Collected data:

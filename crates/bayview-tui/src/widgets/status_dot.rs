//! Machine status dot: ● colored by status, ○ for a missing probe.

use ratatui::style::Style;
use ratatui::text::Span;

use bayview_core::StatusColor;

use crate::theme;

/// Dot for a known status.
pub fn status_span(color: StatusColor) -> Span<'static> {
    Span::styled("●", Style::default().fg(theme::status_color(color)))
}

/// Dot for a probe that may not have been reported.
pub fn probe_span(color: Option<StatusColor>) -> Span<'static> {
    match color {
        Some(color) => status_span(color),
        None => Span::styled("○", Style::default().fg(theme::BORDER_GRAY)),
    }
}

#[cfg(test)]
mod tests {
    use super::*;

    #[test]
    fn dots_follow_status() {
        assert_eq!(status_span(StatusColor::Orange).style.fg, Some(theme::WARNING_ORANGE));
        assert_eq!(probe_span(None).content, "○");
        assert_eq!(probe_span(Some(StatusColor::Red)).content, "●");
    }
}
// Wire types for machine status records
//
// The status server is loose about types: placement fields arrive as
// strings or numbers, probes may be null, and empty strings stand in for
// "not set". Every field except `name` is optional and the lenient
// deserializers below collapse the falsy values (`null`, `""`, `0`,
// `false`) into `None` so consumers only ever see meaningful values.

use serde::{Deserialize, Deserializer, Serialize};
use serde_json::Value;

// ── Envelopes ────────────────────────────────────────────────────────

/// REST envelope: `{ "data": { "machines": [...] } }`.
#[derive(Debug, Default, Deserialize)]
pub struct MachinesEnvelope {
    #[serde(default)]
    pub data: Option<MachinesPayload>,
}

impl MachinesEnvelope {
    /// Unwrap the machine list, treating a missing `data` or `machines`
    /// key as an empty snapshot.
    pub fn into_machines(self) -> Vec<MachineRecord> {
        self.data.and_then(|d| d.machines).unwrap_or_default()
    }
}

/// Payload of the REST `data` object and of every `network-status` push.
#[derive(Debug, Default, Clone, Deserialize, Serialize)]
pub struct MachinesPayload {
    #[serde(default)]
    pub machines: Option<Vec<MachineRecord>>,
}

// ── Machine ──────────────────────────────────────────────────────────

/// One machine as reported by the status server.
#[derive(Debug, Default, Clone, PartialEq, Deserialize, Serialize)]
pub struct MachineRecord {
    #[serde(default, deserialize_with = "lenient_name")]
    pub name: String,
    #[serde(default, deserialize_with = "lenient_string")]
    pub section: Option<String>,
    #[serde(default, deserialize_with = "lenient_string")]
    pub bay: Option<String>,
    #[serde(default, deserialize_with = "lenient_string")]
    pub column: Option<String>,
    #[serde(default, deserialize_with = "lenient_string")]
    pub machine_row: Option<String>,
    #[serde(default, deserialize_with = "lenient_string")]
    pub machine_column: Option<String>,
    #[serde(default, deserialize_with = "lenient_string")]
    pub source_switch: Option<String>,
    #[serde(default, deserialize_with = "lenient_string")]
    pub ip: Option<String>,
    #[serde(default, deserialize_with = "lenient_string")]
    pub gateway: Option<String>,
    #[serde(default, deserialize_with = "lenient_string")]
    pub kiosk_pc: Option<String>,
    #[serde(default, deserialize_with = "lenient_string")]
    pub uplink: Option<String>,
    #[serde(default, deserialize_with = "lenient_results")]
    pub results: ProbeResults,
}

/// Per-endpoint probe outcomes. Any of the three may be missing.
#[derive(Debug, Default, Clone, PartialEq, Deserialize, Serialize)]
pub struct ProbeResults {
    #[serde(default, deserialize_with = "lenient_probe")]
    pub ip: Option<ProbeRecord>,
    #[serde(default, deserialize_with = "lenient_probe")]
    pub gateway: Option<ProbeRecord>,
    #[serde(default, deserialize_with = "lenient_probe")]
    pub kiosk_pc: Option<ProbeRecord>,
}

/// A single health-check outcome: `{ ip, alive, ping, color }`.
#[derive(Debug, Default, Clone, PartialEq, Deserialize, Serialize)]
pub struct ProbeRecord {
    #[serde(default, deserialize_with = "lenient_string")]
    pub ip: Option<String>,
    #[serde(default, deserialize_with = "lenient_bool")]
    pub alive: bool,
    /// Round-trip time in milliseconds.
    #[serde(default, deserialize_with = "lenient_number")]
    pub ping: Option<f64>,
    /// `"green"`, `"orange"` or `"red"` in practice; kept verbatim here.
    #[serde(default, deserialize_with = "lenient_string")]
    pub color: Option<String>,
}

// ── Lenient deserializers ────────────────────────────────────────────

/// Render a scalar JSON value as a string, or `None` when it is falsy.
pub(crate) fn scalar_to_string(value: &Value) -> Option<String> {
    match value {
        Value::String(s) if !s.is_empty() => Some(s.clone()),
        Value::Number(n) if n.as_f64().is_some_and(|f| f != 0.0) => Some(n.to_string()),
        Value::Bool(true) => Some("true".to_owned()),
        _ => None,
    }
}

fn lenient_string<'de, D>(deserializer: D) -> Result<Option<String>, D::Error>
where
    D: Deserializer<'de>,
{
    let value = Value::deserialize(deserializer)?;
    Ok(scalar_to_string(&value))
}

fn lenient_name<'de, D>(deserializer: D) -> Result<String, D::Error>
where
    D: Deserializer<'de>,
{
    let value = Value::deserialize(deserializer)?;
    Ok(match value {
        Value::String(s) => s,
        other => scalar_to_string(&other).unwrap_or_default(),
    })
}

fn lenient_bool<'de, D>(deserializer: D) -> Result<bool, D::Error>
where
    D: Deserializer<'de>,
{
    let value = Value::deserialize(deserializer)?;
    Ok(match value {
        Value::Bool(b) => b,
        Value::Number(n) => n.as_f64().is_some_and(|f| f != 0.0),
        Value::String(s) => !s.is_empty(),
        Value::Array(_) | Value::Object(_) => true,
        Value::Null => false,
    })
}

fn lenient_number<'de, D>(deserializer: D) -> Result<Option<f64>, D::Error>
where
    D: Deserializer<'de>,
{
    let value = Value::deserialize(deserializer)?;
    Ok(match value {
        Value::Number(n) => n.as_f64(),
        Value::String(s) => s.trim().parse().ok(),
        _ => None,
    })
}

fn lenient_probe<'de, D>(deserializer: D) -> Result<Option<ProbeRecord>, D::Error>
where
    D: Deserializer<'de>,
{
    let value = Value::deserialize(deserializer)?;
    if !value.is_object() {
        return Ok(None);
    }
    ProbeRecord::deserialize(value)
        .map(Some)
        .map_err(serde::de::Error::custom)
}

fn lenient_results<'de, D>(deserializer: D) -> Result<ProbeResults, D::Error>
where
    D: Deserializer<'de>,
{
    let value = Value::deserialize(deserializer)?;
    if !value.is_object() {
        return Ok(ProbeResults::default());
    }
    ProbeResults::deserialize(value).map_err(serde::de::Error::custom)
}

#[cfg(test)]
#[allow(clippy::unwrap_used)]
mod tests {
    use super::*;
    use pretty_assertions::assert_eq;
    use serde_json::json;

    #[test]
    fn placement_accepts_strings_and_numbers() {
        let m: MachineRecord = serde_json::from_value(json!({
            "name": "PRESS-04",
            "section": "North",
            "bay": "B",
            "column": 7,
            "machine_row": "C",
            "machine_column": "5"
        }))
        .unwrap();

        assert_eq!(m.bay.as_deref(), Some("B"));
        assert_eq!(m.column.as_deref(), Some("7"));
        assert_eq!(m.machine_row.as_deref(), Some("C"));
        assert_eq!(m.machine_column.as_deref(), Some("5"));
    }

    #[test]
    fn falsy_values_become_none() {
        let m: MachineRecord = serde_json::from_value(json!({
            "name": "LATHE-1",
            "section": "",
            "column": 0,
            "machine_row": null,
            "source_switch": false,
            "results": null
        }))
        .unwrap();

        assert_eq!(m.section, None);
        assert_eq!(m.column, None);
        assert_eq!(m.machine_row, None);
        assert_eq!(m.source_switch, None);
        assert_eq!(m.results, ProbeResults::default());
    }

    #[test]
    fn probe_results_parse() {
        let m: MachineRecord = serde_json::from_value(json!({
            "name": "CNC-12",
            "results": {
                "ip": { "ip": "10.0.0.12", "alive": true, "ping": 3.4, "color": "green" },
                "gateway": { "ip": "10.0.0.1", "alive": false, "ping": null, "color": "red" },
                "kiosk_pc": "not-a-probe"
            }
        }))
        .unwrap();

        let ip = m.results.ip.unwrap();
        assert_eq!(ip.ip.as_deref(), Some("10.0.0.12"));
        assert!(ip.alive);
        assert_eq!(ip.ping, Some(3.4));
        assert_eq!(ip.color.as_deref(), Some("green"));

        let gw = m.results.gateway.unwrap();
        assert!(!gw.alive);
        assert_eq!(gw.ping, None);
        assert!(m.results.kiosk_pc.is_none());
    }

    #[test]
    fn envelope_without_machines_is_empty() {
        let env: MachinesEnvelope = serde_json::from_value(json!({ "data": {} })).unwrap();
        assert!(env.into_machines().is_empty());

        let env: MachinesEnvelope = serde_json::from_value(json!({})).unwrap();
        assert!(env.into_machines().is_empty());
    }

    #[test]
    fn numeric_name_is_stringified() {
        let m: MachineRecord = serde_json::from_value(json!({ "name": 42 })).unwrap();
        assert_eq!(m.name, "42");
    }
}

## Aim of the task
Find each line in the records holding the string "struct" and show it.

## Answer section
pub struct MachinesEnvelope {
pub struct MachinesPayload {
pub struct MachineRecord {
pub struct ProbeResults {
pub struct ProbeRecord {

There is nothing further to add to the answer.